[Opening DATA EXTRACT section]
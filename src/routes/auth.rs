use actix_web::{HttpRequest, HttpResponse, Result as ActixResult, web};
use once_cell::sync::Lazy;

use crate::middlewares::{self, RateLimit};
use crate::models::auth::{ChangePasswordRequest, LoginRequest};
use crate::services::AuthService;

// 懒加载的全局 AuthService 实例
static AUTH_SERVICE: Lazy<AuthService> = Lazy::new(AuthService::new_lazy);

pub async fn login(
    req: HttpRequest,
    login_data: web::Json<LoginRequest>,
) -> ActixResult<HttpResponse> {
    AUTH_SERVICE.login(login_data.into_inner(), &req).await
}

pub async fn logout(req: HttpRequest) -> ActixResult<HttpResponse> {
    AUTH_SERVICE.logout(&req).await
}

pub async fn refresh_token(req: HttpRequest) -> ActixResult<HttpResponse> {
    AUTH_SERVICE.refresh_token(&req).await
}

pub async fn profile(req: HttpRequest) -> ActixResult<HttpResponse> {
    AUTH_SERVICE.profile(&req).await
}

pub async fn change_password(
    req: HttpRequest,
    change: web::Json<ChangePasswordRequest>,
) -> ActixResult<HttpResponse> {
    AUTH_SERVICE.change_password(change.into_inner(), &req).await
}

pub async fn menus(req: HttpRequest) -> ActixResult<HttpResponse> {
    AUTH_SERVICE.menus(&req).await
}

// 配置路由
pub fn configure_auth_routes(cfg: &mut web::ServiceConfig) {
    cfg.service(
        web::scope("/api/auth")
            .route("/login", web::post().to(login).wrap(RateLimit::login()))
            .route(
                "/refresh",
                web::post().to(refresh_token).wrap(RateLimit::refresh_token()),
            )
            .route("/logout", web::post().to(logout))
            .service(
                web::scope("")
                    .wrap(middlewares::RequireJWT)
                    .route("/profile", web::get().to(profile))
                    .route("/change-password", web::post().to(change_password))
                    .route("/menus", web::get().to(menus)),
            ),
    );
}
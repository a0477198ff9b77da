use actix_web::{HttpRequest, HttpResponse, Result as ActixResult};

use super::{ScheduleService, slot_error};
use crate::models::{
    ApiResponse, ErrorCode,
    schedules::{
        entities::ScheduleConflictQuery, requests::ConflictCheckRequest,
        responses::ConflictCheckResponse,
    },
};
use crate::services::{bad_request, internal_error};
use crate::utils::timetable::TimeSlot;

/// 只检测不写入；教室与教师都未给出时没有可比较的维度
pub async fn check_conflicts(
    service: &ScheduleService,
    check: ConflictCheckRequest,
    request: &HttpRequest,
) -> ActixResult<HttpResponse> {
    if check.classroom_id.is_none() && check.teacher_id.is_none() {
        return Ok(bad_request(
            ErrorCode::ValidationFailed,
            "classroom_id 与 teacher_id 至少提供一个",
        ));
    }
    let slot = match TimeSlot::parse(
        check.day_of_week,
        &check.start_time,
        &check.end_time,
        &check.weeks,
    ) {
        Ok(slot) => slot,
        Err(e) => return Ok(slot_error(e)),
    };

    let query = ScheduleConflictQuery {
        slot,
        classroom_id: check.classroom_id,
        teacher_id: check.teacher_id,
        semester: check.semester.filter(|s| !s.trim().is_empty()),
        exclude_schedule_id: check.exclude_schedule_id,
    };

    let storage = service.get_storage(request)?;
    match storage.find_schedule_conflicts(query).await {
        Ok(details) => {
            let response = ConflictCheckResponse {
                conflicts: !details.is_empty(),
                details,
            };
            Ok(HttpResponse::Ok().json(ApiResponse::success(response, "冲突检测完成")))
        }
        Err(e) => Ok(internal_error("冲突检测失败", e)),
    }
}
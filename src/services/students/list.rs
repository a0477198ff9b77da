use actix_web::{HttpRequest, HttpResponse, Result as ActixResult};

use super::StudentService;
use crate::models::{ApiResponse, ErrorCode, students::requests::StudentListParams};
use crate::services::{internal_error, not_found};

pub async fn list_students(
    service: &StudentService,
    query: StudentListParams,
    request: &HttpRequest,
) -> ActixResult<HttpResponse> {
    let storage = service.get_storage(request)?;

    match storage.list_students_with_pagination(query).await {
        Ok(response) => Ok(HttpResponse::Ok().json(ApiResponse::success(response, "获取学生列表成功"))),
        Err(e) => Ok(internal_error("获取学生列表失败", e)),
    }
}

pub async fn get_student(
    service: &StudentService,
    student_id: i64,
    request: &HttpRequest,
) -> ActixResult<HttpResponse> {
    let storage = service.get_storage(request)?;

    match storage.get_student_detail(student_id).await {
        Ok(Some(student)) => Ok(HttpResponse::Ok().json(ApiResponse::success(student, "获取学生成功"))),
        Ok(None) => Ok(not_found(ErrorCode::StudentNotFound, "学生不存在")),
        Err(e) => Ok(internal_error("获取学生失败", e)),
    }
}

pub async fn get_student_by_user(
    service: &StudentService,
    user_id: i64,
    request: &HttpRequest,
) -> ActixResult<HttpResponse> {
    let storage = service.get_storage(request)?;

    match storage.get_student_by_user_id(user_id).await {
        Ok(Some(student)) => Ok(HttpResponse::Ok().json(ApiResponse::success(student, "获取学生成功"))),
        Ok(None) => Ok(not_found(ErrorCode::StudentNotFound, "该用户未绑定学生档案")),
        Err(e) => Ok(internal_error("获取学生失败", e)),
    }
}
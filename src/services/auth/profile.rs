use actix_web::{HttpRequest, HttpResponse, Result as ActixResult};
use std::sync::Arc;

use crate::errors::Result;
use crate::middlewares::RequireJWT;
use crate::middlewares::require_jwt::principal_cache_key;
use crate::models::{
    ApiResponse, ErrorCode,
    auth::{ChangePasswordRequest, CurrentUser, ProfileResponse},
};
use crate::services::{bad_request, cache_from_request, current_user, internal_error};
use crate::storage::Storage;
use crate::utils::menu::menu_for;
use crate::utils::password::{hash_password, verify_password};
use crate::utils::validate::validate_password_simple;

use super::AuthService;

/// 组装资料：附带绑定的教师/学生档案
pub(crate) async fn build_profile(
    storage: &Arc<dyn Storage>,
    principal: CurrentUser,
) -> Result<ProfileResponse> {
    let teacher = storage.get_teacher_by_user_id(principal.id()).await?;
    let student = storage.get_student_by_user_id(principal.id()).await?;
    let is_super_admin = principal.is_super_admin();

    Ok(ProfileResponse {
        user: principal.user,
        roles: principal.roles,
        permissions: principal.permissions,
        is_super_admin,
        teacher: teacher.map(|t| t.teacher),
        student: student.map(|s| s.student),
    })
}

pub async fn handle_profile(
    service: &AuthService,
    request: &HttpRequest,
) -> ActixResult<HttpResponse> {
    let principal = current_user(request)?;
    let storage = service.get_storage(request)?;

    match build_profile(&storage, principal).await {
        Ok(profile) => Ok(HttpResponse::Ok().json(ApiResponse::success(profile, "获取用户信息成功"))),
        Err(e) => Ok(internal_error("获取用户信息失败", e)),
    }
}

pub async fn handle_change_password(
    service: &AuthService,
    change: ChangePasswordRequest,
    request: &HttpRequest,
) -> ActixResult<HttpResponse> {
    let principal = current_user(request)?;
    let storage = service.get_storage(request)?;

    // 缓存中的主体不带密码哈希，重新读取
    let user = match storage.get_user_by_id(principal.id()).await {
        Ok(Some(user)) => user,
        Ok(None) => {
            return Ok(HttpResponse::NotFound()
                .json(ApiResponse::error_empty(ErrorCode::UserNotFound, "用户不存在")));
        }
        Err(e) => return Ok(internal_error("修改密码失败", e)),
    };

    if !verify_password(&change.old_password, &user.password_hash) {
        return Ok(bad_request(ErrorCode::PasswordMismatch, "原密码不正确"));
    }
    if change.old_password == change.new_password {
        return Ok(bad_request(
            ErrorCode::UserPasswordInvalid,
            "新密码不能与原密码相同",
        ));
    }
    if let Err(msg) = validate_password_simple(&change.new_password) {
        return Ok(bad_request(ErrorCode::UserPasswordInvalid, msg));
    }

    let hash = match hash_password(&change.new_password) {
        Ok(hash) => hash,
        Err(e) => return Ok(internal_error("密码哈希失败", e)),
    };

    match storage.update_password(user.id, &hash).await {
        Ok(_) => {
            if let Some(token) = RequireJWT::extract_access_token(request)
                && let Some(cache) = cache_from_request(request)
            {
                cache.remove(&principal_cache_key(&token)).await;
            }
            Ok(HttpResponse::Ok().json(ApiResponse::success_empty("密码修改成功")))
        }
        Err(e) => Ok(internal_error("修改密码失败", e)),
    }
}

pub async fn handle_menus(request: &HttpRequest) -> ActixResult<HttpResponse> {
    let principal = current_user(request)?;
    Ok(HttpResponse::Ok().json(ApiResponse::success(menu_for(&principal), "获取菜单成功")))
}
[Closing DATA EXTRACT section]
> [TASK DETAILS]
Identify the lines in the entries above that contain "修改密码失败", then copy them out.

> [ANSWER BOX]
        Err(e) => return Ok(internal_error("修改密码失败", e)),
        Err(e) => Ok(internal_error("修改密码失败", e)),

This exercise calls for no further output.